Je suis détaché de tout ; on dirait que je ne sais où aller.
Les hommes de la multitude ont du superflu ; moi seul je suis comme un homme qui a perdu tout.
Je suis un homme d'un esprit borné, je suis dépourvu de connaissances.
Les hommes du monde sont remplis de lumières ; moi seul je suis comme plongé dans les ténèbres.
Les hommes du monde sont doués de pénétration ; moi seul j'ai l'esprit trouble et confus.
Je suis vague comme la mer ; je flotte comme si je ne savais où m'arrêter.
Les hommes de la multitude ont tous de la capacité ; moi seul je suis stupide ; je ressemble à un homme rustique.
Moi seul je diffère des autres hommes, parce que je révère la mère qui nourrit (tous les êtres).

NOTES

(150) G : Lao-tseu ne veut pas dire qu'il faut renoncer à toute espèce d'étude.
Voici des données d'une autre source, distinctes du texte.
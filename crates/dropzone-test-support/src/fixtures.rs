//! Drop builders and a controllable clock.

use std::sync::{Mutex, PoisonError};

use chrono::{DateTime, Duration, TimeZone, Utc};
use dropzone_core::{Clock, ContentType, DropId, DropPayload, DropRecord};
use serde_json::{Value, json};

/// Instant every fixture is relative to.
#[must_use]
pub fn fixture_now() -> DateTime<Utc> {
    Utc.with_ymd_and_hms(2025, 6, 1, 12, 0, 0)
        .single()
        .unwrap_or(DateTime::UNIX_EPOCH)
}

/// Builder for drop records and their wire JSON.
#[derive(Debug, Clone)]
pub struct DropFixture {
    payload: DropPayload,
}

impl DropFixture {
    /// Free document released a day before [`fixture_now`], with a file attached.
    #[must_use]
    pub fn released(id: &str) -> Self {
        Self {
            payload: DropPayload {
                id: DropId::from(id),
                title: format!("Drop {id}"),
                description: Some(format!("Notes for drop {id}")),
                content_type: ContentType::Document,
                file: Some(format!("/media/drops/{id}.pdf")),
                github_link: None,
                is_free: true,
                release_time: fixture_now() - Duration::days(1),
                is_bookmarked: false,
            },
        }
    }

    /// Free document releasing two days after [`fixture_now`].
    #[must_use]
    pub fn upcoming(id: &str) -> Self {
        Self::released(id).release_time(fixture_now() + Duration::days(2))
    }

    /// Repository drop released a day ago with a GitHub link and no file.
    #[must_use]
    pub fn repository(id: &str) -> Self {
        Self::released(id)
            .content_type(ContentType::Repository)
            .no_file()
            .github_link(&format!("https://github.com/dropzone/{id}"))
    }

    /// Override the title.
    #[must_use]
    pub fn title(mut self, title: &str) -> Self {
        self.payload.title = title.to_string();
        self
    }

    /// Override the description.
    #[must_use]
    pub fn description(mut self, description: Option<&str>) -> Self {
        self.payload.description = description.map(str::to_string);
        self
    }

    /// Override the content type.
    #[must_use]
    pub const fn content_type(mut self, content_type: ContentType) -> Self {
        self.payload.content_type = content_type;
        self
    }

    /// Remove the file attachment.
    #[must_use]
    pub fn no_file(mut self) -> Self {
        self.payload.file = None;
        self
    }

    /// Set the attachment path.
    #[must_use]
    pub fn file(mut self, file: &str) -> Self {
        self.payload.file = Some(file.to_string());
        self
    }

    /// Set the repository link.
    #[must_use]
    pub fn github_link(mut self, link: &str) -> Self {
        self.payload.github_link = Some(link.to_string());
        self
    }

    /// Mark the drop premium.
    #[must_use]
    pub const fn premium(mut self) -> Self {
        self.payload.is_free = false;
        self
    }

    /// Set the bookmark flag the service reports.
    #[must_use]
    pub const fn bookmarked(mut self, bookmarked: bool) -> Self {
        self.payload.is_bookmarked = bookmarked;
        self
    }

    /// Override the release instant.
    #[must_use]
    pub const fn release_time(mut self, at: DateTime<Utc>) -> Self {
        self.payload.release_time = at;
        self
    }

    /// Normalised record.
    #[must_use]
    pub fn build(self) -> DropRecord {
        DropRecord::from_payload(self.payload)
    }

    /// Raw payload.
    #[must_use]
    pub fn payload(self) -> DropPayload {
        self.payload
    }

    /// Wire JSON as the service renders it.
    #[must_use]
    pub fn json(self) -> Value {
        let payload = self.payload;
        let id = payload
            .id
            .as_str()
            .parse::<u64>()
            .map_or_else(|_| json!(payload.id.as_str()), |numeric| json!(numeric));
        json!({
            "id": id,
            "title": payload.title,
            "description": payload.description.unwrap_or_default(),
            "content_type": payload.content_type.wire_code(),
            "file": payload.file,
            "github_link": payload.github_link,
            "is_free": payload.is_free,
            "release_time": payload.release_time.to_rfc3339(),
            "created_at": payload.release_time.to_rfc3339(),
            "updated_at": payload.release_time.to_rfc3339(),
            "is_bookmarked": payload.is_bookmarked,
        })
    }
}

/// Clock pinned to an instant that tests move explicitly.
#[derive(Debug)]
pub struct FixedClock {
    now: Mutex<DateTime<Utc>>,
}

impl FixedClock {
    /// Clock reading `now`.
    #[must_use]
    pub const fn new(now: DateTime<Utc>) -> Self {
        Self {
            now: Mutex::new(now),
        }
    }

    /// Clock reading [`fixture_now`].
    #[must_use]
    pub fn at_fixture_now() -> Self {
        Self::new(fixture_now())
    }

    /// Move the clock to `now`.
    pub fn set(&self, now: DateTime<Utc>) {
        *self.now.lock().unwrap_or_else(PoisonError::into_inner) = now;
    }

    /// Move the clock forward.
    pub fn advance(&self, by: Duration) {
        let mut now = self.now.lock().unwrap_or_else(PoisonError::into_inner);
        *now += by;
    }
}

impl Clock for FixedClock {
    fn now(&self) -> DateTime<Utc> {
        *self.now.lock().unwrap_or_else(PoisonError::into_inner)
    }
}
Il parle des études vulgaires qui occupent les hommes du monde. B : Ceux qui étudient la littérature et les sciences craignent toujours que leurs connaissances ne soient pas assez étendues. Ils cherchent la science en dehors, et s'affligent constamment de l'insuffisance de leurs progrès. Mais le Saint trouve en lui-même tout ce dont il a besoin, et il n'y a rien qu'il ne sache ; c'est pourquoi il est exempt de chagrins.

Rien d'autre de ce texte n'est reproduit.